Work request: Your task is to transcribe the data in full.
══════════════════════════════
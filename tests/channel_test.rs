//! Real-time channel integration tests
//!
//! Runs the full server on a loopback port with the in-memory store and
//! talks to it over a real WebSocket.

use std::net::TcpListener;
use std::sync::Arc;
use std::time::Duration;

use clap::Parser;
use futures_util::{SinkExt, StreamExt};
use tokio::net::TcpStream;
use tokio_tungstenite::tungstenite::Message;
use tokio_tungstenite::{connect_async, MaybeTlsStream, WebSocketStream};

use civic_pulse::auth::{JwtValidator, Role};
use civic_pulse::db::schemas::NewIssue;
use civic_pulse::server::{self, AppState};
use civic_pulse::store::MemoryStore;
use civic_pulse::Args;

type Client = WebSocketStream<MaybeTlsStream<TcpStream>>;

async fn start_server() -> (Arc<AppState>, u16) {
    let port = TcpListener::bind("127.0.0.1:0")
        .unwrap()
        .local_addr()
        .unwrap()
        .port();
    let listen = format!("127.0.0.1:{port}");
    let args = Args::parse_from(["civic-pulse", "--dev-mode", "--listen", listen.as_str()]);

    let state = Arc::new(AppState::new(args, Arc::new(MemoryStore::new())).unwrap());
    tokio::spawn(server::run(Arc::clone(&state)));
    (state, port)
}

async fn connect(port: u16, token: Option<&str>) -> Client {
    let url = match token {
        Some(token) => format!("ws://127.0.0.1:{port}/ws?token={token}"),
        None => format!("ws://127.0.0.1:{port}/ws"),
    };
    for _ in 0..50 {
        if let Ok((ws, _)) = connect_async(url.as_str()).await {
            return ws;
        }
        tokio::time::sleep(Duration::from_millis(20)).await;
    }
    panic!("server did not accept a WebSocket on port {port}");
}

async fn send(ws: &mut Client, msg: serde_json::Value) {
    ws.send(Message::Text(msg.to_string())).await.unwrap();
}

async fn next_json(ws: &mut Client) -> serde_json::Value {
    loop {
        let msg = tokio::time::timeout(Duration::from_secs(2), ws.next())
            .await
            .expect("timed out waiting for a message")
            .expect("socket closed")
            .unwrap();
        if let Message::Text(text) = msg {
            return serde_json::from_str(&text).unwrap();
        }
    }
}

/// Ping and wait for the reply so earlier client messages are applied
async fn sync(ws: &mut Client) {
    send(ws, serde_json::json!({ "type": "ping" })).await;
    loop {
        let msg = next_json(ws).await;
        if msg["status"] == "ok" {
            return;
        }
    }
}

fn report(created_by: &str) -> NewIssue {
    NewIssue {
        title: "Streetlight out".into(),
        description: String::new(),
        category: Some("lighting".into()),
        longitude: 13.405,
        latitude: 52.52,
        address: None,
        city: Some("Berlin".into()),
        ward: Some("Mitte".into()),
        created_by: created_by.into(),
    }
}

// =============================================================================
// Rooms
// =============================================================================

#[tokio::test(flavor = "multi_thread", worker_threads = 2)]
async fn test_anonymous_client_follows_an_issue_in_order() {
    let (state, port) = start_server().await;
    let issue = state.engine.create_issue(report("reporter")).await.unwrap();

    let mut ws = connect(port, None).await;
    send(&mut ws, serde_json::json!({ "type": "join_issue", "issueId": issue.id })).await;
    sync(&mut ws).await;

    for (i, rating) in [3, 4, 3, 5, 4].into_iter().enumerate() {
        state
            .engine
            .add_verification(&issue.id, &format!("rater-{i}"), rating, None)
            .await
            .unwrap();
    }

    let mut counts = Vec::new();
    let mut status_updates = Vec::new();
    while counts.len() < 5 || status_updates.is_empty() {
        let msg = next_json(&mut ws).await;
        assert_eq!(msg["issueId"], issue.id.as_str());
        match msg["event"].as_str().unwrap() {
            "issueVerified" => counts.push(msg["data"]["verificationCount"].as_u64().unwrap()),
            "issueStatusUpdate" => status_updates.push(msg["data"]["status"].clone()),
            "severityUpdate" => {}
            other => panic!("unexpected event {other}"),
        }
    }

    assert_eq!(counts, vec![1, 2, 3, 4, 5]);
    assert_eq!(status_updates, vec![serde_json::json!("verified")]);
}

#[tokio::test(flavor = "multi_thread", worker_threads = 2)]
async fn test_area_room_sees_status_changes() {
    let (state, port) = start_server().await;
    let issue = state.engine.create_issue(report("reporter")).await.unwrap();

    let mut ws = connect(port, None).await;
    send(&mut ws, serde_json::json!({ "type": "join_area", "area": "Mitte" })).await;
    sync(&mut ws).await;

    state
        .engine
        .set_status(&issue.id, "resolved", "official")
        .await
        .unwrap();

    let msg = next_json(&mut ws).await;
    assert_eq!(msg["event"], "issueStatusUpdate");
    assert_eq!(msg["data"]["status"], "resolved");
    assert_eq!(msg["data"]["previousStatus"], "pending");
}

#[tokio::test(flavor = "multi_thread", worker_threads = 2)]
async fn test_everyone_sees_new_issues() {
    let (state, port) = start_server().await;
    let mut ws = connect(port, None).await;
    sync(&mut ws).await;

    let issue = state.engine.create_issue(report("reporter")).await.unwrap();

    let msg = next_json(&mut ws).await;
    assert_eq!(msg["event"], "issueCreated");
    assert_eq!(msg["data"]["id"], issue.id.as_str());
    assert_eq!(msg["data"]["status"], "pending");
    assert!(msg["ts"].as_i64().unwrap() > 0);
}

// =============================================================================
// Identity
// =============================================================================

#[tokio::test(flavor = "multi_thread", worker_threads = 2)]
async fn test_identified_client_gets_owner_notifications() {
    let (state, port) = start_server().await;
    let token = JwtValidator::new_dev()
        .generate_token("reporter", Role::Citizen)
        .unwrap();
    let issue = state.engine.create_issue(report("reporter")).await.unwrap();

    let mut ws = connect(port, Some(&token)).await;
    sync(&mut ws).await;

    state.engine.toggle_like(&issue.id, "neighbour").await.unwrap();

    let msg = next_json(&mut ws).await;
    assert_eq!(msg["event"], "notification");
    assert_eq!(msg["data"]["type"], "liked");
    assert_eq!(msg["data"]["recipient"], "reporter");
}

#[tokio::test(flavor = "multi_thread", worker_threads = 2)]
async fn test_invalid_token_is_anonymous_not_rejected() {
    let (state, port) = start_server().await;
    let issue = state.engine.create_issue(report("reporter")).await.unwrap();

    let mut ws = connect(port, Some("not-a-jwt")).await;
    sync(&mut ws).await;

    // Not in the reporter's personal room, so the like notice never arrives
    state.engine.toggle_like(&issue.id, "neighbour").await.unwrap();
    sync(&mut ws).await;
    assert_eq!(state.hub.connection_count(), 1);

    send(&mut ws, serde_json::json!({ "type": "join_issue", "issueId": issue.id })).await;
    sync(&mut ws).await;
    state.engine.toggle_like(&issue.id, "neighbour").await.unwrap();

    let msg = next_json(&mut ws).await;
    assert_eq!(msg["event"], "issueLiked");
    assert_eq!(msg["data"]["liked"], false);
}

#[tokio::test(flavor = "multi_thread", worker_threads = 2)]
async fn test_disconnect_releases_membership() {
    let (state, port) = start_server().await;
    let mut ws = connect(port, None).await;
    send(&mut ws, serde_json::json!({ "type": "join_issue", "issueId": "some-issue" })).await;
    sync(&mut ws).await;
    assert_eq!(state.hub.room_count(), 1);

    ws.close(None).await.unwrap();
    for _ in 0..50 {
        if state.hub.connection_count() == 0 {
            break;
        }
        tokio::time::sleep(Duration::from_millis(10)).await;
    }
    assert_eq!(state.hub.connection_count(), 0);
    assert_eq!(state.hub.room_count(), 0);
}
══════════════════════════════
The answer:
filename tests/channel_test.rs
//! Real-time channel integration tests
//!
//! Runs the full server on a loopback port with the in-memory store and
//! talks to it over a real WebSocket.

use std::net::TcpListener;
use std::sync::Arc;
use std::time::Duration;

use clap::Parser;
use futures_util::{SinkExt, StreamExt};
use tokio::net::TcpStream;
use tokio_tungstenite::tungstenite::Message;
use tokio_tungstenite::{connect_async, MaybeTlsStream, WebSocketStream};

use civic_pulse::auth::{JwtValidator, Role};
use civic_pulse::db::schemas::NewIssue;
use civic_pulse::server::{self, AppState};
use civic_pulse::store::MemoryStore;
use civic_pulse::Args;

type Client = WebSocketStream<MaybeTlsStream<TcpStream>>;

async fn start_server() -> (Arc<AppState>, u16) {
    let port = TcpListener::bind("127.0.0.1:0")
        .unwrap()
        .local_addr()
        .unwrap()
        .port();
    let listen = format!("127.0.0.1:{port}");
    let args = Args::parse_from(["civic-pulse", "--dev-mode", "--listen", listen.as_str()]);

    let state = Arc::new(AppState::new(args, Arc::new(MemoryStore::new())).unwrap());
    tokio::spawn(server::run(Arc::clone(&state)));
    (state, port)
}

async fn connect(port: u16, token: Option<&str>) -> Client {
    let url = match token {
        Some(token) => format!("ws://127.0.0.1:{port}/ws?token={token}"),
        None => format!("ws://127.0.0.1:{port}/ws"),
    };
    for _ in 0..50 {
        if let Ok((ws, _)) = connect_async(url.as_str()).await {
            return ws;
        }
        tokio::time::sleep(Duration::from_millis(20)).await;
    }
    panic!("server did not accept a WebSocket on port {port}");
}

async fn send(ws: &mut Client, msg: serde_json::Value) {
    ws.send(Message::Text(msg.to_string())).await.unwrap();
}

async fn next_json(ws: &mut Client) -> serde_json::Value {
    loop {
        let msg = tokio::time::timeout(Duration::from_secs(2), ws.next())
            .await
            .expect("timed out waiting for a message")
            .expect("socket closed")
            .unwrap();
        if let Message::Text(text) = msg {
            return serde_json::from_str(&text).unwrap();
        }
    }
}

/// Ping and wait for the reply so earlier client messages are applied
async fn sync(ws: &mut Client) {
    send(ws, serde_json::json!({ "type": "ping" })).await;
    loop {
        let msg = next_json(ws).await;
        if msg["status"] == "ok" {
            return;
        }
    }
}

fn report(created_by: &str) -> NewIssue {
    NewIssue {
        title: "Streetlight out".into(),
        description: String::new(),
        category: Some("lighting".into()),
        longitude: 13.405,
        latitude: 52.52,
        address: None,
        city: Some("Berlin".into()),
        ward: Some("Mitte".into()),
        created_by: created_by.into(),
    }
}

// =============================================================================
// Rooms
// =============================================================================

#[tokio::test(flavor = "multi_thread", worker_threads = 2)]
async fn test_anonymous_client_follows_an_issue_in_order() {
    let (state, port) = start_server().await;
    let issue = state.engine.create_issue(report("reporter")).await.unwrap();

    let mut ws = connect(port, None).await;
    send(&mut ws, serde_json::json!({ "type": "join_issue", "issueId": issue.id })).await;
    sync(&mut ws).await;

    for (i, rating) in [3, 4, 3, 5, 4].into_iter().enumerate() {
        state
            .engine
            .add_verification(&issue.id, &format!("rater-{i}"), rating, None)
            .await
            .unwrap();
    }

    let mut counts = Vec::new();
    let mut status_updates = Vec::new();
    while counts.len() < 5 || status_updates.is_empty() {
        let msg = next_json(&mut ws).await;
        assert_eq!(msg["issueId"], issue.id.as_str());
        match msg["event"].as_str().unwrap() {
            "issueVerified" => counts.push(msg["data"]["verificationCount"].as_u64().unwrap()),
            "issueStatusUpdate" => status_updates.push(msg["data"]["status"].clone()),
            "severityUpdate" => {}
            other => panic!("unexpected event {other}"),
        }
    }

    assert_eq!(counts, vec![1, 2, 3, 4, 5]);
    assert_eq!(status_updates, vec![serde_json::json!("verified")]);
}

#[tokio::test(flavor = "multi_thread", worker_threads = 2)]
async fn test_area_room_sees_status_changes() {
    let (state, port) = start_server().await;
    let issue = state.engine.create_issue(report("reporter")).await.unwrap();

    let mut ws = connect(port, None).await;
    send(&mut ws, serde_json::json!({ "type": "join_area", "area": "Mitte" })).await;
    sync(&mut ws).await;

    state
        .engine
        .set_status(&issue.id, "resolved", "official")
        .await
        .unwrap();

    let msg = next_json(&mut ws).await;
    assert_eq!(msg["event"], "issueStatusUpdate");
    assert_eq!(msg["data"]["status"], "resolved");
    assert_eq!(msg["data"]["previousStatus"], "pending");
}

#[tokio::test(flavor = "multi_thread", worker_threads = 2)]
async fn test_everyone_sees_new_issues() {
    let (state, port) = start_server().await;
    let mut ws = connect(port, None).await;
    sync(&mut ws).await;

    let issue = state.engine.create_issue(report("reporter")).await.unwrap();

    let msg = next_json(&mut ws).await;
    assert_eq!(msg["event"], "issueCreated");
    assert_eq!(msg["data"]["id"], issue.id.as_str());
    assert_eq!(msg["data"]["status"], "pending");
    assert!(msg["ts"].as_i64().unwrap() > 0);
}

// =============================================================================
// Identity
// =============================================================================

#[tokio::test(flavor = "multi_thread", worker_threads = 2)]
async fn test_identified_client_gets_owner_notifications() {
    let (state, port) = start_server().await;
    let token = JwtValidator::new_dev()
        .generate_token("reporter", Role::Citizen)
        .unwrap();
    let issue = state.engine.create_issue(report("reporter")).await.unwrap();

    let mut ws = connect(port, Some(&token)).await;
    sync(&mut ws).await;

    state.engine.toggle_like(&issue.id, "neighbour").await.unwrap();

    let msg = next_json(&mut ws).await;
    assert_eq!(msg["event"], "notification");
    assert_eq!(msg["data"]["type"], "liked");
    assert_eq!(msg["data"]["recipient"], "reporter");
}

#[tokio::test(flavor = "multi_thread", worker_threads = 2)]
async fn test_invalid_token_is_anonymous_not_rejected() {
    let (state, port) = start_server().await;
    let issue = state.engine.create_issue(report("reporter")).await.unwrap();

    let mut ws = connect(port, Some("not-a-jwt")).await;
    sync(&mut ws).await;

    // Not in the reporter's personal room, so the like notice never arrives
    state.engine.toggle_like(&issue.id, "neighbour").await.unwrap();
    sync(&mut ws).await;
    assert_eq!(state.hub.connection_count(), 1);

    send(&mut ws, serde_json::json!({ "type": "join_issue", "issueId": issue.id })).await;
    sync(&mut ws).await;
    state.engine.toggle_like(&issue.id, "neighbour").await.unwrap();

    let msg = next_json(&mut ws).await;
    assert_eq!(msg["event"], "issueLiked");
    assert_eq!(msg["data"]["liked"], false);
}

#[tokio::test(flavor = "multi_thread", worker_threads = 2)]
async fn test_disconnect_releases_membership() {
    let (state, port) = start_server().await;
    let mut ws = connect(port, None).await;
    send(&mut ws, serde_json::json!({ "type": "join_issue", "issueId": "some-issue" })).await;
    sync(&mut ws).await;
    assert_eq!(state.hub.room_count(), 1);

    ws.close(None).await.unwrap();
    for _ in 0..50 {
        if state.hub.connection_count() == 0 {
            break;
        }
        tokio::time::sleep(Duration::from_millis(10)).await;
    }
    assert_eq!(state.hub.connection_count(), 0);
    assert_eq!(state.hub.room_count(), 0);
}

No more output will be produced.